Water, wasser, eau, víz!

2018-03-21 00:00:00   |   Author: Orbánné Reichert Judit

The celebration of World Water Day was initiated at the 1992 United Nations Conference on Environment and Development held in Rio de Janeiro. As a result, the UN declared 22 March World Water Day, emphasizing the importance of water in our life, environmental protection and vulnerability of freshwater reserves.

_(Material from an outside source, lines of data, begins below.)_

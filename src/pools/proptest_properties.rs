//! Property-based tests using `proptest` for pool invariant validation.
//!
//! Covers:
//!
//! 1. **Share conservation**: balances always sum to the supply, across
//!    arbitrary add/remove sequences.
//! 2. **No free swap**: `k` never decreases across a swap.
//! 3. **Proportionality**: add and remove move the reserve ratio by no more
//!    than their own truncation.
//! 4. **No extraction**: depositing then withdrawing returns at most what
//!    was put in.
//! 5. **Round trip**: A→B→A returns at most the original input, and
//!    strictly less whenever a fee applies or the first leg truncates.
//! 6. **Empty-pool rejection**: swaps and withdrawals on an empty pool fail
//!    without side effects.

#![allow(clippy::panic)]

use proptest::prelude::*;

use super::ConstantProductPool;
use crate::config::{BootstrapPolicy, PoolConfig};
use crate::domain::{Amount, AssetId, AssetPair, FeeTier, HolderId, Shares, SwapDirection};
use crate::error::AmmError;
use crate::math::U256;
use crate::traits::{FromConfig, LiquidityPool, SwapPool};

// ---------------------------------------------------------------------------
// Shared helpers
// ---------------------------------------------------------------------------

fn holder(i: usize) -> HolderId {
    let Ok(id) = HolderId::new(format!("holder-{i}")) else {
        panic!("valid holder id");
    };
    id
}

fn make_pool(fee: FeeTier, bootstrap: BootstrapPolicy) -> ConstantProductPool {
    let Ok(base) = AssetId::new("ETH") else {
        panic!("valid id");
    };
    let Ok(token) = AssetId::new("ZD618") else {
        panic!("valid id");
    };
    let Ok(pair) = AssetPair::new(base, token) else {
        panic!("valid pair");
    };
    let Ok(cfg) = PoolConfig::new(pair, fee, bootstrap) else {
        panic!("valid config");
    };
    let Ok(pool) = ConstantProductPool::from_config(&cfg) else {
        panic!("valid pool");
    };
    pool
}

fn seeded(base: u128, token: u128, fee: FeeTier) -> ConstantProductPool {
    let mut pool = make_pool(fee, BootstrapPolicy::default());
    let Ok(_) = pool.add_liquidity(&holder(0), Amount::new(base), Amount::new(token)) else {
        panic!("bootstrap deposit");
    };
    pool
}

fn wide(v: Amount) -> U256 {
    U256::from(v.get())
}

// ---------------------------------------------------------------------------
// Custom strategies
// ---------------------------------------------------------------------------

/// Reserve values in range [10_000, 10_000_000_000].
fn reserve_strategy() -> impl Strategy<Value = u128> {
    10_000u128..=10_000_000_000u128
}

/// Fee tiers from zero up to 1 %.
fn fee_strategy() -> impl Strategy<Value = FeeTier> {
    prop_oneof![
        Just(FeeTier::ZERO),
        Just(FeeTier::TIER_0_30_PERCENT),
        Just(FeeTier::TIER_1_00_PERCENT),
    ]
}

fn bootstrap_strategy() -> impl Strategy<Value = BootstrapPolicy> {
    prop_oneof![
        Just(BootstrapPolicy::BASE_UNITS),
        Just(BootstrapPolicy::ScaledBase { multiplier: 1_000 }),
        Just(BootstrapPolicy::GeometricMean),
    ]
}

/// One step of a random liquidity sequence.
#[derive(Debug, Clone)]
enum Op {
    Add { who: usize, base: u128, token_max: u128 },
    Remove { who: usize, permille: u128 },
    Swap { base_in: bool, amount: u128 },
}

fn op_strategy() -> impl Strategy<Value = Op> {
    prop_oneof![
        (0usize..4, 1u128..1_000_000, 1u128..10_000_000)
            .prop_map(|(who, base, token_max)| Op::Add { who, base, token_max }),
        (0usize..4, 1u128..=1_000).prop_map(|(who, permille)| Op::Remove { who, permille }),
        (any::<bool>(), 1u128..100_000).prop_map(|(base_in, amount)| Op::Swap { base_in, amount }),
    ]
}

// ---------------------------------------------------------------------------
// Property 1: Share conservation
// ---------------------------------------------------------------------------

proptest! {
    #![proptest_config(ProptestConfig::with_cases(64))]

    #[test]
    fn prop_share_conservation(
        bootstrap in bootstrap_strategy(),
        ops in prop::collection::vec(op_strategy(), 1..40),
    ) {
        let mut pool = make_pool(FeeTier::TIER_0_30_PERCENT, bootstrap);
        let trader = holder(99);
        for op in ops {
            let before = pool.clone();
            let result = match op {
                Op::Add { who, base, token_max } => pool
                    .add_liquidity(&holder(who), Amount::new(base), Amount::new(token_max))
                    .map(|_| ()),
                Op::Remove { who, permille } => {
                    let h = holder(who);
                    let shares = pool.share_balance(&h).get() * permille / 1_000;
                    pool.remove_liquidity(&h, Shares::new(shares)).map(|_| ())
                }
                Op::Swap { base_in, amount } => pool
                    .swap(&trader, Amount::new(amount), SwapDirection::from(base_in), Amount::ZERO)
                    .map(|_| ()),
            };
            if result.is_err() {
                prop_assert_eq!(&pool, &before, "failed transition mutated the pool");
            }
            let sum = pool
                .ledger()
                .holders()
                .fold(0u128, |acc, (_, s)| acc + s.get());
            prop_assert_eq!(sum, pool.total_shares().get());
            prop_assert!(pool.check_invariants().is_ok());
            prop_assert_eq!(pool.share_balance(&trader), Shares::ZERO);
        }
    }
}

// ---------------------------------------------------------------------------
// Property 2: No free swap
// ---------------------------------------------------------------------------

proptest! {
    #![proptest_config(ProptestConfig::with_cases(64))]

    #[test]
    fn prop_swap_never_decreases_k(
        rb in reserve_strategy(),
        rt in reserve_strategy(),
        fee in fee_strategy(),
        base_in in any::<bool>(),
        amount in 1u128..=1_000_000_000u128,
    ) {
        let mut pool = seeded(rb, rt, fee);
        let k_before = pool.reserves().k();
        let Ok(out) = pool.swap(&holder(1), Amount::new(amount), SwapDirection::from(base_in), Amount::ZERO) else {
            // Output rounded to zero; nothing was committed.
            prop_assert_eq!(pool.reserves().k(), k_before);
            return Ok(());
        };
        prop_assert!(out.amount_out.get() > 0);
        prop_assert!(
            pool.reserves().k() >= k_before,
            "k decreased: {} < {}", pool.reserves().k(), k_before
        );
    }
}

// ---------------------------------------------------------------------------
// Property 3: Proportionality
// ---------------------------------------------------------------------------

proptest! {
    #![proptest_config(ProptestConfig::with_cases(64))]

    #[test]
    fn prop_add_preserves_ratio(
        rb in reserve_strategy(),
        rt in reserve_strategy(),
        base in 1u128..=1_000_000_000u128,
    ) {
        let mut pool = seeded(rb, rt, FeeTier::ZERO);
        let before = pool.reserves();
        let Ok(_) = pool.add_liquidity(&holder(1), Amount::new(base), Amount::MAX) else {
            return Ok(());
        };
        let after = pool.reserves();
        // (B + b)·T − (T + t)·B = b·T − ⌊b·T/B⌋·B  ∈ [0, B)
        let lhs = wide(after.base) * wide(before.token);
        let rhs = wide(after.token) * wide(before.base);
        prop_assert!(lhs >= rhs);
        prop_assert!(lhs < rhs + wide(before.base));
    }

    #[test]
    fn prop_remove_preserves_ratio(
        rb in reserve_strategy(),
        rt in reserve_strategy(),
        permille in 1u128..1_000u128,
    ) {
        let mut pool = seeded(rb, rt, FeeTier::ZERO);
        let lp = holder(0);
        let shares = (pool.share_balance(&lp).get() * permille / 1_000).max(1);
        let before = pool.reserves();
        let Ok(_) = pool.remove_liquidity(&lp, Shares::new(shares)) else {
            return Ok(());
        };
        let after = pool.reserves();
        // (B − b)·T − (T − t)·B lies strictly between −B and T.
        let lhs = wide(after.base) * wide(before.token);
        let rhs = wide(after.token) * wide(before.base);
        prop_assert!(lhs + wide(before.base) > rhs);
        prop_assert!(rhs + wide(before.token) > lhs);
    }
}

// ---------------------------------------------------------------------------
// Property 4: No extraction through add/remove
// ---------------------------------------------------------------------------

proptest! {
    #![proptest_config(ProptestConfig::with_cases(64))]

    #[test]
    fn prop_add_then_remove_returns_at_most_deposit(
        rb in reserve_strategy(),
        rt in reserve_strategy(),
        base in 1u128..=1_000_000_000u128,
    ) {
        let mut pool = seeded(rb, rt, FeeTier::ZERO);
        let bob = holder(1);
        let Ok(added) = pool.add_liquidity(&bob, Amount::new(base), Amount::MAX) else {
            return Ok(());
        };
        let Ok(removed) = pool.remove_liquidity(&bob, added.shares_minted) else {
            panic!("holder must be able to burn freshly minted shares");
        };
        prop_assert!(removed.base_out <= added.base_in);
        prop_assert!(removed.token_out <= added.token_in);
        prop_assert_eq!(pool.share_balance(&bob), Shares::ZERO);
    }
}

// ---------------------------------------------------------------------------
// Property 5: Round trip
// ---------------------------------------------------------------------------

proptest! {
    #![proptest_config(ProptestConfig::with_cases(64))]

    #[test]
    fn prop_round_trip_never_profits(
        rb in reserve_strategy(),
        rt in reserve_strategy(),
        fee in fee_strategy(),
        amount in 1u128..=1_000_000u128,
    ) {
        let mut pool = seeded(rb, rt, fee);
        let trader = holder(1);
        let Ok(there) = pool.swap(&trader, Amount::new(amount), SwapDirection::BaseToToken, Amount::ZERO) else {
            return Ok(());
        };
        let Ok(back) = pool.swap(&trader, there.amount_out, SwapDirection::TokenToBase, Amount::ZERO) else {
            return Ok(());
        };
        prop_assert!(
            back.amount_out.get() <= amount,
            "round trip gained: {} > {}", back.amount_out, amount
        );
        if !fee.is_zero() {
            prop_assert!(back.amount_out.get() < amount);
        }
    }

    #[test]
    fn prop_fee_free_round_trip_loses_on_truncation(
        rb in reserve_strategy(),
        rt in reserve_strategy(),
        amount in 1u128..=1_000_000u128,
    ) {
        let mut pool = seeded(rb, rt, FeeTier::ZERO);
        let trader = holder(1);
        let Ok(there) = pool.swap(&trader, Amount::new(amount), SwapDirection::BaseToToken, Amount::ZERO) else {
            return Ok(());
        };
        let Ok(back) = pool.swap(&trader, there.amount_out, SwapDirection::TokenToBase, Amount::ZERO) else {
            return Ok(());
        };
        // First leg is exact iff out · (B + a) == a · T.
        let a = U256::from(amount);
        let exact = wide(there.amount_out) * (U256::from(rb) + a) == a * U256::from(rt);
        if exact {
            prop_assert!(back.amount_out.get() <= amount);
        } else {
            prop_assert!(
                back.amount_out.get() < amount,
                "truncated first leg still returned {} of {}", back.amount_out, amount
            );
        }
    }

    #[test]
    fn prop_fee_free_exact_round_trip_is_lossless(
        base in 1u128..=1_000_000u128,
        scale in 1u128..=1_000u128,
    ) {
        // Reserves (b, b) and input b: the first leg pays exactly b/2 when b
        // is even, and the second leg returns the full input.
        let b = base * 2;
        let mut pool = seeded(b * scale, b * scale, FeeTier::ZERO);
        let amount = b * scale;
        let trader = holder(1);
        let Ok(there) = pool.swap(&trader, Amount::new(amount), SwapDirection::BaseToToken, Amount::ZERO) else {
            panic!("first leg");
        };
        prop_assert_eq!(there.amount_out.get(), amount / 2);
        let Ok(back) = pool.swap(&trader, there.amount_out, SwapDirection::TokenToBase, Amount::ZERO) else {
            panic!("second leg");
        };
        prop_assert_eq!(back.amount_out.get(), amount);
    }
}

// ---------------------------------------------------------------------------
// Property 6: Empty-pool rejection
// ---------------------------------------------------------------------------

proptest! {
    #![proptest_config(ProptestConfig::with_cases(32))]

    #[test]
    fn prop_empty_pool_rejects(
        amount in 1u128..=u128::MAX,
        base_in in any::<bool>(),
        bootstrap in bootstrap_strategy(),
    ) {
        let mut pool = make_pool(FeeTier::ZERO, bootstrap);
        let before = pool.clone();
        prop_assert_eq!(
            pool.swap(&holder(1), Amount::new(amount), SwapDirection::from(base_in), Amount::ZERO),
            Err(AmmError::EmptyPool)
        );
        prop_assert_eq!(
            pool.remove_liquidity(&holder(1), Shares::new(amount)),
            Err(AmmError::EmptyPool)
        );
        prop_assert_eq!(pool, before);
    }
}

Paragraph 6 of the Sustainable Development Goals, adopted by the UN General Assembly in 2015, aims to ensure access to safe drinking water on Earth for all by 2030. This objective indirectly shows the fact that water is one of the key issues in combating poverty.

 

“Water, thou hast no taste, no color, no odor; canst not be defined, art relished while ever mysterious. Not necessary to life, but rather life itself,” wrote Saint-Exupéry.

 

The presence of water defines our everyday life. We take it for granted that good quality drinking water is always at our disposal.Consequently, we often do not treat it as it deserves. We often waste it, we do not take care of our environment, and thereby we pollute surface and groundwaters. Unfortunately, if we do not change our behaviour in the short-term, it may have unpredictable consequences. Our present and the fate of future generations, among other things, depends on how we manage our existing water resources on Earth, how we protect and utilise our waters.

 

The freshwater resources of the Earth are not inexhaustible, and almost a third of the world’s population is faced with growing water scarcity.The drastic decrease in water resources and the consequences of wasteful water use may be extremely serious for everyone down the line. According to UN experts, by the end of the century drinking water may become more valuable than gold.

 

22 March is therefore a good opportunity to think about what water means for us as a symbol of life, a symbol that we can rightly consider the cradle of life. Since we can contribute to the protection of our most important element, water, even by repairing a dripping faucet.

 

Finally, here are some interesting facts that many people do not know about water:


• Water is the only element on Earth that can be found in nature in all three states of matter.
• The surface of the Earth is 70-75% covered by water, of which approximately 2.5% is potable water. Not including freshwater resources found in the form of glaciers and permanent snow cover, 98% of freshwater is groundwater, which is why it is particularly important to protect groundwater.
• Water regulates the Earth’s temperature by requiring a great deal of energy to warm up, so the sun does not warm up our planet in a short time.
• More than 95% of the drinking water supply in Hungary is based on groundwater.
• The world’s population uses roughly 3/10 of all water resources.
• The average adult human body is made up of 70% water.
• More than 1.5 billion people in the world have no access to clean, healthy water.
• Insufficient quality, contaminated water is the largest killer among children under the age of 5, diarrheal causes of death are at around 90% in this age group.
• Central African women spend an average of 16 hours a week collecting water.
• In the US, the daily average water consumption per person amounts to 500 litres, while the same figure in Hungary is 110-120 litres.
• Recommended daily use of water for one day for one person: 50 litres, a typical Gambian citizen uses less than 4.5 litres of water a day.
• For an average toilet, about 8 litres of water is flushed down after each use.
• 140 litres of water are needed to grow the coffee beans for one cup of coffee, 1 kg of rice requires 5,000 litres (some of which is recycled).
• In a typical western household, more water pours down with 5 minutes of showering than the full daily water consumption of a person living in a slum.

 

Did you know?

 

• Hot water is heavier than cold water.
• Water itself does not conduct electricity, but the impurities found in water do.
• Giraffes can last longer than camels without drinking water.
• A cigarette butt thrown on solid ground contaminates about 1 cubic metre of groundwater.